A Multicenter, Open-Label Trial to Evaluate the Quality of Life in Adults With ADHD Treated With Long-Acting Methylphenidate (OROS MPH)

Abstract

The available literature provides few studies on the effectiveness of methylphenidate in improving quality of life in individuals with ADHD. Objective: To assess the effectiveness of Methyphenidate OROS formulation (OROS MPH) through QoL in adults with ADHD. Method: A 12-week, multicenter, open-label trial involving 60 patients was used.

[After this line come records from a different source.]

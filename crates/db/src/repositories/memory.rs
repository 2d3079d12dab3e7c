use std::collections::{HashMap, HashSet};
use std::sync::atomic::{AtomicBool, Ordering};

use tokio::sync::RwLock;

use salit_core::{
    ItemRecord, PatternType, ProductAnalytics, ShoppingPattern, ShoppingPrediction,
};

use super::{
    ItemHistoryRepository, PatternRepository, PredictionRepository, ProductAnalyticsRepository,
    RepositoryError,
};

#[derive(Default)]
pub struct InMemoryItemHistoryRepository {
    items: RwLock<HashMap<String, Vec<ItemRecord>>>,
}

impl InMemoryItemHistoryRepository {
    pub async fn seed(&self, user_id: &str, records: Vec<ItemRecord>) {
        let mut items = self.items.write().await;
        items.entry(user_id.to_string()).or_default().extend(records);
    }
}

#[async_trait::async_trait]
impl ItemHistoryRepository for InMemoryItemHistoryRepository {
    async fn list_for_user(&self, user_id: &str) -> Result<Vec<ItemRecord>, RepositoryError> {
        let items = self.items.read().await;
        let mut records = items.get(user_id).cloned().unwrap_or_default();
        records.sort_by_key(|record| record.created_at);
        Ok(records)
    }

    async fn insert(&self, user_id: &str, record: &ItemRecord) -> Result<(), RepositoryError> {
        record.validate().map_err(|error| RepositoryError::Decode(error.to_string()))?;
        let mut items = self.items.write().await;
        items.entry(user_id.to_string()).or_default().push(record.clone());
        Ok(())
    }
}

/// In-memory analytics rows with per-product failure injection so runner
/// partial-failure semantics stay testable.
#[derive(Default)]
pub struct InMemoryProductAnalyticsRepository {
    rows: RwLock<HashMap<(String, String), ProductAnalytics>>,
    failing_products: RwLock<HashSet<String>>,
}

impl InMemoryProductAnalyticsRepository {
    pub async fn fail_product(&self, product_name: &str) {
        self.failing_products.write().await.insert(product_name.to_string());
    }
}

#[async_trait::async_trait]
impl ProductAnalyticsRepository for InMemoryProductAnalyticsRepository {
    async fn upsert(&self, row: &ProductAnalytics) -> Result<(), RepositoryError> {
        if self.failing_products.read().await.contains(&row.product_name) {
            return Err(RepositoryError::Decode(format!(
                "injected failure for product `{}`",
                row.product_name
            )));
        }

        let mut rows = self.rows.write().await;
        rows.insert((row.user_id.clone(), row.product_name.clone()), row.clone());
        Ok(())
    }

    async fn list_for_user(
        &self,
        user_id: &str,
    ) -> Result<Vec<ProductAnalytics>, RepositoryError> {
        let rows = self.rows.read().await;
        let mut found: Vec<ProductAnalytics> = rows
            .values()
            .filter(|row| row.user_id == user_id)
            .cloned()
            .collect();
        found.sort_by(|a, b| a.product_name.cmp(&b.product_name));
        Ok(found)
    }
}

#[derive(Default)]
pub struct InMemoryPredictionRepository {
    rows: RwLock<Vec<ShoppingPrediction>>,
    failing: AtomicBool,
}

impl InMemoryPredictionRepository {
    pub fn fail_inserts(&self) {
        self.failing.store(true, Ordering::SeqCst);
    }
}

#[async_trait::async_trait]
impl PredictionRepository for InMemoryPredictionRepository {
    async fn insert(&self, row: &ShoppingPrediction) -> Result<(), RepositoryError> {
        if self.failing.load(Ordering::SeqCst) {
            return Err(RepositoryError::Decode("injected prediction failure".to_string()));
        }

        let mut rows = self.rows.write().await;
        rows.push(row.clone());
        Ok(())
    }

    async fn latest_for_user(
        &self,
        user_id: &str,
    ) -> Result<Option<ShoppingPrediction>, RepositoryError> {
        let rows = self.rows.read().await;
        Ok(rows
            .iter()
            .filter(|row| row.user_id == user_id)
            .max_by_key(|row| row.created_at)
            .cloned())
    }
}

#[derive(Default)]
pub struct InMemoryPatternRepository {
    rows: RwLock<HashMap<(String, PatternType), ShoppingPattern>>,
}

#[async_trait::async_trait]
impl PatternRepository for InMemoryPatternRepository {
    async fn upsert(&self, row: &ShoppingPattern) -> Result<(), RepositoryError> {
        let mut rows = self.rows.write().await;
        rows.insert((row.user_id.clone(), row.pattern_type), row.clone());
        Ok(())
    }

    async fn find(
        &self,
        user_id: &str,
        pattern_type: PatternType,
    ) -> Result<Option<ShoppingPattern>, RepositoryError> {
        let rows = self.rows.read().await;
        Ok(rows.get(&(user_id.to_string(), pattern_type)).cloned())
    }
}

The measures used were Adult Self-Rating Scale, Adult ADHD Quality of Life Scale (AAQoL), State and Trait Anxiety Inventory (STAI), Hamilton Depression Rating Scale (HAM-D), Clinical Global Impression (CGI), and safety measures. A significance statistic level of 5% was adopted. Results: Analyses included 60 patients (66.7% male; M age = 31.1 years) for safety and 58 patients for effectiveness. All AAQoL subscales improved from baseline to Week 12 ( p < .0001), as well as the Total AAQoL ( p < .0001). A significant reduction on Clinical Global Impression–Improvement (CGI-I), HAM-D, STAI, and ASRS scores was observed ( p < .0001). No serious adverse event was reported. Conclusion: Treatment of adult ADHD patients with OROS MPH improves QoL.